6. Plenty of Nutrients

The plant has no means of getting nutrients except from the growing medium in its pot, so you will have to feed your indoor plants with plant food. As long as the plant is blooming or in active growth, you can feed once a month with full-strength fertilizer (carefully follow the label on whatever fertilizer you choose). However, you will have more even results if you feed every two weeks with a 1/2 strength solution, or every week with a 1/4 strength solution. Most fertilizers have salts, and if you see a whitish buildup on the rim of the pot or on top of the potting mix, you should flush the soil out with water for at least half an hour, or better, yet, discard the soil in the pot and start over. Of course, you can avoid this concern by using a natural plant food like Algoflash for Houseplants, which has a 100% natually occurring mineral base.
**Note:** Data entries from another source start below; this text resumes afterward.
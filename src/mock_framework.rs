//! # Mock Framework
//!
//! Utilities for testing code that talks to a [`ShopClient`] without running the store actor.
//!
//! Use [`create_mock_client`] to get a client and the receiving end of its mailbox.
//! Then use helpers like [`expect_record_sale`] to assert what was sent and script the reply.

use tokio::sync::{broadcast, mpsc};

use crate::clients::ShopClient;
use crate::domain::{Product, ProductCreate, Sale, SaleCreate};
use crate::messages::{ServiceResponse, ShopRequest};

/// Creates a client whose requests land on a receiver owned by the test.
pub fn create_mock_client(buffer_size: usize) -> (ShopClient, mpsc::Receiver<ShopRequest>) {
    let (sender, receiver) = mpsc::channel(buffer_size);
    let (events, _) = broadcast::channel(buffer_size);
    (ShopClient::new(sender, events), receiver)
}

/// Helper to verify that the next message is an AddProduct request
pub async fn expect_add_product(
    receiver: &mut mpsc::Receiver<ShopRequest>,
) -> Option<(ProductCreate, ServiceResponse<Product>)> {
    match receiver.recv().await {
        Some(ShopRequest::AddProduct { params, respond_to }) => Some((params, respond_to)),
        _ => None,
    }
}

/// Helper to verify that the next message is a RecordSale request
pub async fn expect_record_sale(
    receiver: &mut mpsc::Receiver<ShopRequest>,
) -> Option<(SaleCreate, ServiceResponse<Sale>)> {
    match receiver.recv().await {
        Some(ShopRequest::RecordSale { params, respond_to }) => Some((params, respond_to)),
        _ => None,
    }
}

#[cfg(test)]
mod tests {
    use super::*;
    use crate::domain::ProductKind;
    use crate::error::ShopError;
    use chrono::NaiveDate;

    #[tokio::test]
    async fn test_client_forwards_parsed_form_input() {
        let (client, mut receiver) = create_mock_client(4);

        let task = tokio::spawn(async move {
            let params = ProductCreate::parse("Ray-Ban Classic", "sunglasses", "10")?;
            client.add_product(params).await
        });

        let (params, responder) = expect_add_product(&mut receiver).await.expect("Expected AddProduct");
        assert_eq!(params.kind, ProductKind::Sunglasses);
        assert_eq!(params.quantity, 10);
        let created_at = NaiveDate::from_ymd_opt(2026, 10, 16).unwrap().and_hms_opt(9, 0, 0).unwrap();
        let product = Product {
            id: "product_1".into(),
            name: params.name,
            kind: params.kind,
            quantity: params.quantity,
            created_at,
        };
        responder.send(Ok(product.clone())).unwrap();

        assert_eq!(task.await.unwrap(), Ok(product));
    }

    #[tokio::test]
    async fn test_client_passes_store_errors_through() {
        let (client, mut receiver) = create_mock_client(4);

        let task = tokio::spawn(async move { client.record_sale(SaleCreate::new("product_1", 9)).await });

        let (params, responder) = expect_record_sale(&mut receiver).await.expect("Expected RecordSale");
        assert_eq!(params, SaleCreate::new("product_1", 9));
        let err = ShopError::InsufficientStock { requested: 9, available: 3 };
        responder.send(Err(err.clone())).unwrap();

        assert_eq!(task.await.unwrap(), Err(err));
    }

    #[tokio::test]
    async fn test_dropped_actor_is_a_communication_error() {
        let (client, receiver) = create_mock_client(4);
        drop(receiver);

        let result = client.list_products().await;
        assert!(matches!(result, Err(ShopError::ActorCommunication(_))));
    }

    #[tokio::test]
    async fn test_unanswered_request_is_a_communication_error() {
        let (client, mut receiver) = create_mock_client(4);

        let task = tokio::spawn(async move { client.record_sale(SaleCreate::new("product_1", 1)).await });
        let (_, responder) = expect_record_sale(&mut receiver).await.expect("Expected RecordSale");
        drop(responder);

        assert!(matches!(task.await.unwrap(), Err(ShopError::ActorCommunication(_))));
    }
}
Some plants bloom best if somewhat starved for nutrients, and if given great growing conditions will produce lots of foliage, but not many flowers. Check the Encyclopedia section of this book to determine the specific recommendations for the plant you wish to grow.

7. Preparing Your Container

  1. Choose a container with a drainage hole in the bottom, or a self-watering container, which will have the drainage hole(s) incorporated in the inner pot. You may want to line the bottom of the pot with irregularly shaped stones to further promote good drainage (though this should NOT be done with a self-watering container!). Be sure the drainage holes are not obstructed. You might have to check them periodically to be sure they are not blocked. If you use a decorative pot with no drainage holes, use it only as a cache-pot and place your plant, pot and all, into it (this is called double potting). Be sure to drain any excess water from the outside pot after watering, unless you are growing a bog-loving plant, such as Juncus, that loves to sit in an inch or so of water.
  2. Use a soilless medium like Park’s Container Potting Mix, which will provide your plants the proper drainage and tilth. Mix timed-release fertilizer into the potting mix according to the instructions on the fertilizer container.
  3. Place the potting mix in a plastic tub or bucket and slowly add water while gently mixing, until the growing mix is moist but not damp. Add the moistened mix to the container until it is 3/4 full. Remove the plants from their pots or communal tray (break up the sides of the root balls with your thumbs if they are pot-bound) and set the plants in the mix. Then add more potting mix until it is within 1 to 2 inches of the brim and tamp it down lightly. If the plants are small relative to the new container size, plant them at the same level that they were in their pot, so the top of the soil in their original pot is at the same level as the soil in the container.
  4. Water thoroughly.

8. Provide Enough Light Plants use blue to violet light to produce foliage and regulate respiration, and orange and red light for growth, maturity and flowering. You can use fluorescent household cool white light (strong in blue and green) combined with household fluorescent warm white light (strong in red and orange) for plants with low to medium light requirements. If you need high intensity growing lights for plants that need a lot of light, there are a number of plant lights on the market that come close to providing the full spectrum normally provided by the sun, containing the correct amount of blue, red and far red for plant life. Some plants, like Clivia, do perfectly well in low light conditions. Others need plenty of light to perform well. Particularly in winter, if you have limited light or small windowsills, you should consider supplementing your natural light with growing lights if you want your indoor plants to look their best. A fluorescent light garden can be placed pretty much anywhere, since you don’t have to rely on natural light from a window. Under a shelf, on a bookcase, on a kitchen counter or on a table in your den or bedroom can all become a mini-garden in your house.Plants to grow in low or indirect light include Clivia, the Rex Begonias, African Violets, and Philodendrons. They will all tolerate fairly low or indirect lighting conditions, though they will perhaps be more full and robust with more intense light.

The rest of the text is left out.